Two pickup trucks loaded with supplies stopped in at the La Cueva Volunteer Fire Department to drop everything off Sunday morning.
La Cueva Chief Lee Taylor welcomed the donations from Los Alamos, saying it was more than enough.
“With this quantity, we’ll share it with the other fire departments in the area,” Taylor said. “It’s obviously more than we’ll need for this incident, but we will use it for future incidents. We have lots of search and rescues we do, more fires, it will definitely be a benefit to the firefighters and the rescuers.”
The supplies will be distributed as needed to the firefighters this weekend. Helping Famine To Feast with their efforts was Smith’s, Los Alamos National Bank, Ruby K’s, Metzger’s and High Mesa Dental and Los Alamos Medical Center.
Famine to Feast founder Jaret McDonald was glad the donations they gathered from Los Alamos on such short notice will be put to good use.
“As designed, as expected,” McDonald said. “The generosity of Los Alamos has been amazing…. It’s generosity has once again made a huge difference.”

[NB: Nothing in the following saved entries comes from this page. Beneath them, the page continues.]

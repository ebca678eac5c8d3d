//! moulinette-core — Cœur du préprocesseur TypeScript pour harnais de test.
//!
//! Intercepte les fichiers `.ts` appariés par un harnais, les passe à la
//! moulinette `tsc`, et rend le JavaScript compilé — avec, au choix, la
//! source map réécrite et incrustée en data URI auto-portant.
//!
//! ## Modules
//! - [`options`]    : options reconnues et fusion en couches (défauts < global < args).
//! - [`descriptor`] : descripteur de fichier et politique de chemin de sortie.
//! - [`diag`]       : diagnostics `tsc` (parse des lignes, gravité).
//! - [`compiler`]   : collaboration [`Compiler`] et backend [`TscBin`].
//! - [`sourcemap`]  : modèle V3, réécriture, data URI, chirurgie des commentaires.
//! - [`pipeline`]   : la passe fichier par fichier, artefacts intermédiaires compris.
//! - [`plugin`]     : fabrique, contrat [`Preprocessor`], registre.
//! - [`error`]      : l'enum d'erreurs du crate.
//!
//! Aucun état partagé mutable entre passes : le gabarit d'options fusionné
//! est figé à la construction puis cloné par fichier. Deux passes
//! simultanées sur le même fichier d'origine ne sont pas supportées, les
//! chemins d'artefacts étant déterministes.

#![forbid(unsafe_code)]
#![deny(rust_2018_idioms, unused_must_use)]

pub mod compiler;
pub mod descriptor;
pub mod diag;
pub mod error;
pub mod options;
pub mod pipeline;
pub mod plugin;
pub mod sourcemap;

pub use compiler::{Compiler, CompilerConfig, TscBin};
pub use descriptor::{default_transform_path, FileDescriptor, TransformPathFn};
pub use diag::{Diagnostic, Severity};
pub use error::Error;
pub use options::{OptionPatch, TscOptions};
pub use plugin::{
    HarnessConfig, PluginArgs, Preprocessor, PreprocessorFactory, Registry, TscPreprocessor,
};
pub use sourcemap::SourceMap;

/// Version du crate, lisible depuis les outils.
pub const VERSION: &str = env!("CARGO_PKG_VERSION");

/// Bannière de version pour logs et CLI.
pub fn version() -> String {
    format!("moulinette-core {VERSION}")
}

#[cfg(test)]
mod tests {
    #[test]
    fn version_banner_names_the_crate() {
        assert!(super::version().starts_with("moulinette-core "));
    }
}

“A lot of the time, the water is from storage, since they have to have these things for early fire season. The water we brought was a huge deal, because it’s fresh,” McDonald said.
Ruby K’s donated bagels, and some went to the Jemez Mountain Baptist Church, which was used as an evacuation and communication center at the fire’s peak.
“In my mind, that’s what we ought to be about,” Jemez Mountain Baptist Church Pastor Eric Larson said. “Yes, we’re going to have our Sunday morning service just like we did this Sunday morning, but we’re also here as a resource for our community.”
The fire actually started right across NM 4 from the Larson’s house. Yet, when Eric’s wife, Debra, who is also a receptionist for Los Alamos Public Schools Superintendent Kurt Steinhaus, got the news, she had no choice but go to the church and begin helping the displaced. She said there wasn’t any time to think about their house.
“We’ve been through so many of these, that we’ve prepared enough to scan the pictures, all the documents are in the safe deposit box, so, if (the house) goes, it goes,” Debra said. “As long as life is preserved, we’re good.”
On Thursday, when the fire started, Larson first heard about it through her neighbor, who managed to save the Larson’s pets
While things are winding down now, Eric Larson was happy to open the doors of the church to the community when it most needed it. Larson, who is also an employee at the Los Alamos National Laboratory, built and founded the church 10 years ago. It was also designed for these types of situations. It was built with bathrooms, showers and a washer and dryer. The church help out during the Las Conchas and Thompson Ridge Fires.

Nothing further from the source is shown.